[Collected data]
========================================

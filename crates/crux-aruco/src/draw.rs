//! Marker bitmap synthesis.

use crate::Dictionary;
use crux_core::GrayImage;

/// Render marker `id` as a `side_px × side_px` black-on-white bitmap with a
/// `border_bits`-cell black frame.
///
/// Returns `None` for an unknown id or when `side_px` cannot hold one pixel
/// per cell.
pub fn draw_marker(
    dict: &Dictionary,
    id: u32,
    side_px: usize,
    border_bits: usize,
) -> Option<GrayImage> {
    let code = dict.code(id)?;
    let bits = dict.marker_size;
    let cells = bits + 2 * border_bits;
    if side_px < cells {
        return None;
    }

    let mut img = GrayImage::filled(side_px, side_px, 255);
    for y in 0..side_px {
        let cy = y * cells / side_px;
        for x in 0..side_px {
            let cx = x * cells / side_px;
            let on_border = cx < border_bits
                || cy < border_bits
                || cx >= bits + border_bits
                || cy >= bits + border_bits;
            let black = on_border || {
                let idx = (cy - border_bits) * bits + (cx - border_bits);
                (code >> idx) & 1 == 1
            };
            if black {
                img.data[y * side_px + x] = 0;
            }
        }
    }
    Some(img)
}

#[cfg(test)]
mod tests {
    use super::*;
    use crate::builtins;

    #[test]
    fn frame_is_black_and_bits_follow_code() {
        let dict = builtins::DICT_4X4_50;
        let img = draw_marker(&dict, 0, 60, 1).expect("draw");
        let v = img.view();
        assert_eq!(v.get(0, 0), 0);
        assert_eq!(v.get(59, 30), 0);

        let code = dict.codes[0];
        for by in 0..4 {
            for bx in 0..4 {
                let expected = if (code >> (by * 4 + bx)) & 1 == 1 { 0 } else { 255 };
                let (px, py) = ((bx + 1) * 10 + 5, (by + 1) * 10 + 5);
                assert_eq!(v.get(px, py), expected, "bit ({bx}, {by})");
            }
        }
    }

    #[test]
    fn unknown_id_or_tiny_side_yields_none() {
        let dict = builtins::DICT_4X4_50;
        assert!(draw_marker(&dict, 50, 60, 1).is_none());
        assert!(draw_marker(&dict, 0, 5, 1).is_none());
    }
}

========================================

Aim of the exercise → Could every entry be given again exactly, with no line skipped?

Written reply →
filename crates/crux-aruco/src/draw.rs
//! Marker bitmap synthesis.

use crate::Dictionary;
use crux_core::GrayImage;

/// Render marker `id` as a `side_px × side_px` black-on-white bitmap with a
/// `border_bits`-cell black frame.
///
/// Returns `None` for an unknown id or when `side_px` cannot hold one pixel
/// per cell.
pub fn draw_marker(
    dict: &Dictionary,
    id: u32,
    side_px: usize,
    border_bits: usize,
) -> Option<GrayImage> {
    let code = dict.code(id)?;
    let bits = dict.marker_size;
    let cells = bits + 2 * border_bits;
    if side_px < cells {
        return None;
    }

    let mut img = GrayImage::filled(side_px, side_px, 255);
    for y in 0..side_px {
        let cy = y * cells / side_px;
        for x in 0..side_px {
            let cx = x * cells / side_px;
            let on_border = cx < border_bits
                || cy < border_bits
                || cx >= bits + border_bits
                || cy >= bits + border_bits;
            let black = on_border || {
                let idx = (cy - border_bits) * bits + (cx - border_bits);
                (code >> idx) & 1 == 1
            };
            if black {
                img.data[y * side_px + x] = 0;
            }
        }
    }
    Some(img)
}

#[cfg(test)]
mod tests {
    use super::*;
    use crate::builtins;

    #[test]
    fn frame_is_black_and_bits_follow_code() {
        let dict = builtins::DICT_4X4_50;
        let img = draw_marker(&dict, 0, 60, 1).expect("draw");
        let v = img.view();
        assert_eq!(v.get(0, 0), 0);
        assert_eq!(v.get(59, 30), 0);

        let code = dict.codes[0];
        for by in 0..4 {
            for bx in 0..4 {
                let expected = if (code >> (by * 4 + bx)) & 1 == 1 { 0 } else { 255 };
                let (px, py) = ((bx + 1) * 10 + 5, (by + 1) * 10 + 5);
                assert_eq!(v.get(px, py), expected, "bit ({bx}, {by})");
            }
        }
    }

    #[test]
    fn unknown_id_or_tiny_side_yields_none() {
        let dict = builtins::DICT_4X4_50;
        assert!(draw_marker(&dict, 50, 60, 1).is_none());
        assert!(draw_marker(&dict, 0, 5, 1).is_none());
    }
}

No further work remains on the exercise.